Health officers: Unvaccinated should keep wearing mask

Although most COVID-19 restrictions have been lifted, unvaccinated and high-risk residents still are urged to continue to wear face masks in indoor spaces with other people.

While Jefferson County’s masking mandate has been rescinded, the state Secretary of Health Dr. Umair Shah’s order regarding unvaccinated residents to wear masks in indoor spaces, businesses and workplaces remains in effect across the state.

Both Jefferson and Clallam counties have seen a rise in COVID-19 cases over the last few weeks, and Jefferson County Health Officer Dr. Tom Locke associated that with people embracing the removal of restrictions before they were officially ended Wednesday.

“We’re anticipating that more unvaccinated people will be getting together with other unvaccinated people in indoor settings,” he said. “I support the changes, I think they’re the right way to go. However, people should not interpret it as the pandemic is over or the threat has passed.

“The truth is, the threat has only passed for those who are vaccinated.

“The threat for those who are unvaccinated is only increasing because the opportunities to be exposed are increasing and how infectious the virus you may be exposed to is also increasing,” he continued.

“People who are susceptible to infection should still protect themselves from being exposed to it.”

Two new COVID-19 cases were confirmed in Clallam County on Wednesday, raising the new church outbreak to five total cases, and 114 have been confirmed countywide in June, about 7.78 percent of 1,465 cases reported since the pandemic began, according to county data.

Jefferson County confirmed one new case Wednesday that was under investigation and has confirmed 33 cases this month, about 7.33 percent of the 450 total cases since the pandemic began, according to county data.

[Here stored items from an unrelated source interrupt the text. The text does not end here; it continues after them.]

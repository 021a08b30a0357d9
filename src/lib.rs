// Library surface for the game core, headless tests and the terminal front end.
// Nothing here touches the terminal except runtime::CrosstermEventSource.
pub mod clock;
pub mod color;
pub mod hint;
pub mod runtime;
pub mod session;
pub mod settings;

pub use color::{Channel, Color, ColorDelta};
pub use session::{Adjustment, Phase, RoundOutcome, SessionController, Snapshot};
pub use settings::{Difficulty, GameConfig, GameMode, Settings, SettingsField, SettingsPatch};
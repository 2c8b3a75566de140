use std::env;
use std::fs;
use std::process::ExitCode;

use kvazz::{lex, parse, Interpreter, KvazzError, Node, StdPrint};
use tracing_subscriber::EnvFilter;

fn main() -> ExitCode {
    tracing_subscriber::fmt()
        .with_env_filter(EnvFilter::try_from_default_env().unwrap_or_else(|_| EnvFilter::new("warn")))
        .with_writer(std::io::stderr)
        .init();

    let args: Vec<String> = env::args().collect();
    match args.get(1).map(String::as_str) {
        Some("lex") => run_lex(args.get(2)),
        Some("parse") => run_parse(args.get(2)),
        Some("exec") => run_exec(args.get(2)),
        Some("compile") => run_compile(),
        Some("help") | None => {
            print_usage();
            ExitCode::SUCCESS
        }
        Some(other) => {
            eprintln!("unknown subcommand '{other}'");
            print_usage();
            ExitCode::FAILURE
        }
    }
}

fn print_usage() {
    eprintln!(
        "usage:\n  kvazz lex <path>\n  kvazz parse <path>\n  kvazz exec <path>\n  kvazz compile <path>\n  kvazz help"
    );
}

fn read_source(path: Option<&String>) -> Result<(String, String), ExitCode> {
    let Some(path) = path else {
        eprintln!("error: missing file path");
        return Err(ExitCode::FAILURE);
    };
    match fs::read_to_string(path) {
        Ok(source) => Ok((path.clone(), source)),
        Err(err) => {
            eprintln!("error: could not read '{path}': {err}");
            Err(ExitCode::FAILURE)
        }
    }
}

fn run_lex(path: Option<&String>) -> ExitCode {
    let (file, source) = match read_source(path) {
        Ok(v) => v,
        Err(code) => return code,
    };
    match lex(&source) {
        Ok(tokens) => {
            println!("[");
            for (i, token) in tokens.iter().enumerate() {
                let suffix = if i + 1 == tokens.len() { "" } else { "," };
                println!("{token}{suffix}");
            }
            println!("]");
            ExitCode::SUCCESS
        }
        Err(err) => report(&file, &source, &err),
    }
}

fn run_parse(path: Option<&String>) -> ExitCode {
    let (file, source) = match read_source(path) {
        Ok(v) => v,
        Err(code) => return code,
    };
    match lex(&source).and_then(parse) {
        Ok(program) => {
            print_tree(&program, "", true);
            ExitCode::SUCCESS
        }
        Err(err) => report(&file, &source, &err),
    }
}

/// Prints `node` using `|-`/`` `- `` tree connectors.
fn print_tree(node: &Node, prefix: &str, is_last: bool) {
    let connector = if prefix.is_empty() {
        ""
    } else if is_last {
        "`- "
    } else {
        "|- "
    };
    println!("{prefix}{connector}{}", node.label());

    let child_prefix = if prefix.is_empty() {
        String::new()
    } else if is_last {
        format!("{prefix}   ")
    } else {
        format!("{prefix}|  ")
    };
    let next_prefix = if prefix.is_empty() { "   ".to_string() } else { child_prefix };

    let children = node.children();
    for (i, child) in children.iter().enumerate() {
        print_tree(child, &next_prefix, i + 1 == children.len());
    }
}

fn run_exec(path: Option<&String>) -> ExitCode {
    let (file, source) = match read_source(path) {
        Ok(v) => v,
        Err(code) => return code,
    };
    let program = match lex(&source).and_then(parse) {
        Ok(program) => program,
        Err(err) => return report(&file, &source, &err),
    };
    let mut out = StdPrint;
    match Interpreter::new().run(&program, &mut out) {
        Ok(_) => ExitCode::SUCCESS,
        Err(err) => report(&file, &source, &err),
    }
}

fn run_compile() -> ExitCode {
    eprintln!("compile: not implemented");
    ExitCode::FAILURE
}

/// Renders a `KvazzError`'s byte span as a 1-based line/column; the
/// library stays source-layout-agnostic, so that translation lives here.
fn report(file: &str, source: &str, err: &KvazzError) -> ExitCode {
    match err.span {
        Some(span) => {
            let (line, col) = line_col(source, span.start);
            eprintln!("{file}:{line}:{col}: {err}");
        }
        None => eprintln!("{file}: {err}"),
    }
    ExitCode::FAILURE
}

fn line_col(source: &str, byte_offset: usize) -> (usize, usize) {
    let mut line = 1;
    let mut col = 1;
    for (i, ch) in source.char_indices() {
        if i >= byte_offset {
            break;
        }
        if ch == '\n' {
            line += 1;
            col = 1;
        } else {
            col += 1;
        }
    }
    (line, col)
}
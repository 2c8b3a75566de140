use crate::error::KvazzResult;
use crate::io::PrintWriter;
use crate::value::Value;

/// `print(… values)`: joins each argument's display form with a single
/// space and writes one line. Returns `Nothing`.
pub fn call(args: Vec<Value>, out: &mut dyn PrintWriter) -> KvazzResult<Value> {
    let line = args.iter().map(|v| v.to_string()).collect::<Vec<_>>().join(" ");
    out.print_line(&line);
    Ok(Value::Nothing)
}

#[cfg(test)]
mod tests {
    use super::*;
    use crate::io::CollectPrint;

    #[test]
    fn joins_arguments_with_spaces() {
        let mut sink = CollectPrint::new();
        call(vec![Value::Int(1), Value::Bool(true), Value::String("hi".into())], &mut sink).unwrap();
        assert_eq!(sink.lines, vec!["1 true hi"]);
    }
}
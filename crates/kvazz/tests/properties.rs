//! Property-style arithmetic/identity checks from the testable-properties
//! section, written as ordinary assertions over representative inputs
//! rather than a full property-testing framework.

use kvazz::{run_source, CollectPrint};

fn run(src: &str) -> Vec<String> {
    let mut out = CollectPrint::new();
    run_source(src, &mut out).unwrap();
    out.lines
}

#[test]
fn int_arithmetic_identities() {
    let src = "function main() { \
        var a = 7; var b = 3; var c = -2; \
        print(a + 0 == a); \
        print(a * 1 == a); \
        print(a - a == 0); \
        print((a + b) + c == a + (b + c)); \
    }";
    assert_eq!(run(src), vec!["true", "true", "true", "true"]);
}

#[test]
fn string_concat_identity() {
    let src = r#"function main() { var s = "abc"; print("" + s == s); print(s + "" == s); }"#;
    assert_eq!(run(src), vec!["true", "true"]);
}

#[test]
fn vector_concat_length_is_additive() {
    let src = "function main() { var u = [1, 2]; var v = [3, 4, 5]; print(lengthof(u + v) == lengthof(u) + lengthof(v)); }";
    assert_eq!(run(src), vec!["true"]);
}

#[test]
fn equality_is_reflexive_and_cross_numeric() {
    let src = "function main() { \
        print(1 == 1); \
        print(1.5 == 1.5); \
        print(true == true); \
        print(\"x\" == \"x\"); \
        print([1, [2, 3]] == [1, [2, 3]]); \
        print(2 == 2.0); \
    }";
    assert_eq!(run(src), vec!["true", "true", "true", "true", "true", "true"]);
}

#[test]
fn boolean_negation() {
    let src = "function main() { print(!true == false); print(!false == true); }";
    assert_eq!(run(src), vec!["true", "true"]);
}

#[test]
fn operator_precedence_and_logical_combination() {
    let src = "function main() { print(1 + 2 * 3 == 7); print((1 + 2) * 3 == 9); print(1 < 2 & 2 < 3 == true); }";
    assert_eq!(run(src), vec!["true", "true", "true"]);
}
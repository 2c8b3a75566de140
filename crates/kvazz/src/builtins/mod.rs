//! Built-in function dispatch.
//!
//! Each builtin gets its own file, matching the source's one-builtin-per-file
//! layout; this module just seeds the global environment and routes calls.

mod hevec;
mod lengthof;
mod print;

use crate::environment::{EnvEntry, EnvHandle};
use crate::error::KvazzResult;
use crate::io::PrintWriter;
use crate::value::{BuiltinId, Value};

/// Declares the three builtins in `env` under their call names.
pub fn install(env: &EnvHandle) {
    env.declare("print", EnvEntry::Builtin(BuiltinId::Print)).expect("fresh global env");
    env.declare("lengthof", EnvEntry::Builtin(BuiltinId::LengthOf)).expect("fresh global env");
    env.declare("hevec", EnvEntry::Builtin(BuiltinId::Hevec)).expect("fresh global env");
}

/// Invokes a builtin by id with already-evaluated arguments.
pub fn call(id: BuiltinId, args: Vec<Value>, out: &mut dyn PrintWriter) -> KvazzResult<Value> {
    match id {
        BuiltinId::Print => print::call(args, out),
        BuiltinId::LengthOf => lengthof::call(args),
        BuiltinId::Hevec => hevec::call(args),
    }
}
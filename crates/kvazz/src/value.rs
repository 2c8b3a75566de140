//! Runtime value representation.
//!
//! Unlike a heap-arena interpreter, Kvazz values are small enough to carry
//! directly: a `Vector` is an `Rc<RefCell<Vec<Value>>>` so that the
//! language's value-semantics-on-assignment can still share the
//! backing storage the way the source's copy-on-assign vectors do, while
//! indexed mutation (`v[i] = ...`) sees the same storage other bindings see.

use std::cell::RefCell;
use std::fmt;
use std::rc::Rc;

use crate::ast::FunctionDef;

/// The built-in functions the evaluator knows how to dispatch.
#[derive(Debug, Clone, Copy, PartialEq, Eq)]
pub enum BuiltinId {
    Print,
    LengthOf,
    Hevec,
}

impl BuiltinId {
    pub fn name(self) -> &'static str {
        match self {
            Self::Print => "print",
            Self::LengthOf => "lengthof",
            Self::Hevec => "hevec",
        }
    }
}

/// The two shapes an L-value descriptor can take. Never held longer
/// than the handling of a single `AssignOp`.
#[derive(Debug, Clone)]
pub enum LValue {
    EnvSlot {
        env: crate::environment::EnvHandle,
        name: String,
    },
    VectorSlot {
        vector: Rc<RefCell<Vec<Value>>>,
        index: usize,
    },
}

/// A user-defined function: its name (for display), its parameter list, and
/// a shared handle into the AST it was declared in.
#[derive(Debug, Clone)]
pub struct FunctionValue {
    pub def: Rc<FunctionDef>,
}

/// The tagged runtime value. `LValue` is produced only transiently by
/// the evaluator and is never returned from a public evaluation entry point.
#[derive(Debug, Clone)]
pub enum Value {
    Nothing,
    Int(i64),
    Real(f64),
    Bool(bool),
    String(String),
    Vector(Rc<RefCell<Vec<Value>>>),
    Function(FunctionValue),
    Builtin(BuiltinId),
    LValue(LValue),
}

impl Value {
    pub fn vector(items: Vec<Value>) -> Self {
        Value::Vector(Rc::new(RefCell::new(items)))
    }

    pub fn type_name(&self) -> &'static str {
        match self {
            Value::Nothing => "nothing",
            Value::Int(_) => "int",
            Value::Real(_) => "real",
            Value::Bool(_) => "bool",
            Value::String(_) => "string",
            Value::Vector(_) => "vector",
            Value::Function(_) => "function",
            Value::Builtin(_) => "builtin",
            Value::LValue(_) => "lvalue",
        }
    }

    /// Truthiness. Strings and vectors are unconditionally
    /// truthy, including when empty — an inherited quirk, not a bug to fix.
    pub fn is_truthy(&self) -> Result<bool, String> {
        match self {
            Value::Bool(b) => Ok(*b),
            Value::Int(n) => Ok(*n != 0),
            Value::Real(r) => Ok(*r != 0.0),
            Value::String(_) => Ok(true),
            Value::Vector(_) => Ok(true),
            Value::Nothing => Ok(false),
            Value::Function(_) | Value::Builtin(_) | Value::LValue(_) => {
                Err(format!("cannot test truthiness of a {}", self.type_name()))
            }
        }
    }
}

/// Numeric promotion used by every arithmetic/comparison operator: if either operand is `Real`, both are widened.
pub enum Numeric {
    Int(i64, i64),
    Real(f64, f64),
}

pub fn promote_pair(a: &Value, b: &Value) -> Option<Numeric> {
    match (a, b) {
        (Value::Int(x), Value::Int(y)) => Some(Numeric::Int(*x, *y)),
        (Value::Int(x), Value::Real(y)) => Some(Numeric::Real(*x as f64, *y)),
        (Value::Real(x), Value::Int(y)) => Some(Numeric::Real(*x, *y as f64)),
        (Value::Real(x), Value::Real(y)) => Some(Numeric::Real(*x, *y)),
        _ => None,
    }
}

/// Cross-type equality: numeric cross-type comparison by value,
/// byte-wise string equality, recursive vector equality, functions and
/// builtins never equal anything (including themselves).
pub fn values_equal(a: &Value, b: &Value) -> bool {
    match (a, b) {
        (Value::Function(_), _) | (_, Value::Function(_)) => false,
        (Value::Builtin(_), _) | (_, Value::Builtin(_)) => false,
        (Value::Bool(x), Value::Bool(y)) => x == y,
        (Value::String(x), Value::String(y)) => x == y,
        (Value::Nothing, Value::Nothing) => true,
        (Value::Vector(x), Value::Vector(y)) => {
            if Rc::ptr_eq(x, y) {
                return true;
            }
            let x = x.borrow();
            let y = y.borrow();
            x.len() == y.len() && x.iter().zip(y.iter()).all(|(l, r)| values_equal(l, r))
        }
        _ => match promote_pair(a, b) {
            Some(Numeric::Int(x, y)) => x == y,
            Some(Numeric::Real(x, y)) => x == y,
            None => false,
        },
    }
}

impl fmt::Display for Value {
    fn fmt(&self, f: &mut fmt::Formatter<'_>) -> fmt::Result {
        match self {
            Value::Nothing => write!(f, "nothing"),
            Value::Int(n) => write!(f, "{n}"),
            Value::Real(r) => write!(f, "{r}"),
            Value::Bool(b) => write!(f, "{b}"),
            Value::String(s) => write!(f, "{s}"),
            Value::Vector(items) => {
                write!(f, "[")?;
                for (i, item) in items.borrow().iter().enumerate() {
                    if i > 0 {
                        write!(f, ", ")?;
                    }
                    write!(f, "{item}")?;
                }
                write!(f, "]")
            }
            Value::Function(func) => {
                write!(f, "Function<{}({})>", func.def.name, func.def.params.join(", "))
            }
            Value::Builtin(id) => write!(f, "Builtin<{}>", id.name()),
            Value::LValue(_) => write!(f, "<lvalue>"),
        }
    }
}

#[cfg(test)]
mod tests {
    use super::*;

    #[test]
    fn truthiness_rules() {
        assert!(!Value::Int(0).is_truthy().unwrap());
        assert!(Value::Int(-1).is_truthy().unwrap());
        assert!(Value::String(String::new()).is_truthy().unwrap());
        assert!(Value::vector(vec![]).is_truthy().unwrap());
        assert!(!Value::Nothing.is_truthy().unwrap());
    }

    #[test]
    fn cross_type_numeric_equality() {
        assert!(values_equal(&Value::Int(2), &Value::Real(2.0)));
        assert!(!values_equal(&Value::Int(2), &Value::Bool(true)));
    }

    #[test]
    fn vector_equality_is_recursive() {
        let a = Value::vector(vec![Value::Int(1), Value::vector(vec![Value::Int(2)])]);
        let b = Value::vector(vec![Value::Int(1), Value::vector(vec![Value::Int(2)])]);
        assert!(values_equal(&a, &b));
    }

    #[test]
    fn display_matches_print_format() {
        assert_eq!(Value::vector(vec![Value::Int(1), Value::Bool(true)]).to_string(), "[1, true]");
    }
}
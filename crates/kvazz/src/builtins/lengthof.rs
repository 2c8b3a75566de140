use crate::error::{KvazzError, KvazzResult};
use crate::value::Value;

/// `lengthof(v)`: element count for a `Vector`, byte length for a `String`.
pub fn call(mut args: Vec<Value>) -> KvazzResult<Value> {
    if args.len() != 1 {
        return Err(KvazzError::ty(format!(
            "lengthof expects exactly 1 argument, got {}",
            args.len()
        )));
    }
    match args.remove(0) {
        Value::Vector(v) => Ok(Value::Int(v.borrow().len() as i64)),
        Value::String(s) => Ok(Value::Int(s.len() as i64)),
        other => Err(KvazzError::ty(format!(
            "lengthof is not defined for a {}",
            other.type_name()
        ))),
    }
}

#[cfg(test)]
mod tests {
    use super::*;

    #[test]
    fn vector_length() {
        let v = Value::vector(vec![Value::Int(1), Value::Int(2), Value::Int(3)]);
        assert!(matches!(call(vec![v]).unwrap(), Value::Int(3)));
    }

    #[test]
    fn string_length_is_byte_length() {
        assert!(matches!(call(vec![Value::String("hi".into())]).unwrap(), Value::Int(2)));
    }

    #[test]
    fn rejects_wrong_arity() {
        assert!(call(vec![]).is_err());
    }
}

All exposures involved with the newest church outbreak have been contacted, said Clallam County Health Officer Dr. Allison Berry.

A larger church had an outbreak of 24 infections and had been tracked by the county.

It appeared to be tapering off, Berry said Tuesday.

Berry and Locke do not identify the location of an outbreak if they’re able to trace contacts of all possible exposures, they have said.

Berry agreed with Locke and urged unvaccinated residents, as well as those who are vaccinated but who are also elderly, immunosuppressed or taking chemotherapy to continue to wear masks indoors with other people, especially since more infectious variants are spreading throughout the state.

“With case numbers the way they are right now, and the variant circulating, now is a really risky time,” she said.

“I would really encourage businesses to consider how to reopen safely; consider where you can create space in your venues; consider requiring masks if you’re in a space that will have people spending a prolonged period of time indoors. We would encourage wearing masks if you don’t know the vaccination status of everyone,” she continued.

“If you are fully vaccinated and you don’t have any other high-risk factors — your immune system works well — you should really be able to operate safely and live a largely normal life without any restrictions.”

Both health officers continue to urge residents to get vaccinated as soon as possible. Anyone 12 and older is eligible to be vaccinated, but those younger than 18 can only receive Pfizer’s vaccine.

Vaccination clinics on the North Olympic Peninsula this week can be found at covid-19-droplets-evaporate-in-high-temperatures.

Forty-one cases were active in Clallam County on Wednesday and eight were hospitalized, with two patients in the Intensive Care Unit at Olympic Medical Center and three in ICUs outside the county. Jefferson County had four active cases.

Clallam County has recorded 12 deaths because of COVID-19 while Jefferson County has recorded four.

Both counties are in the state’s moderate-risk category with case rates of 68 per 100,000 population for the past two weeks as of Wednesday in Clallam County, and Jefferson County at about 43.89 cases per 100,000 for the two weeks prior as of Saturday.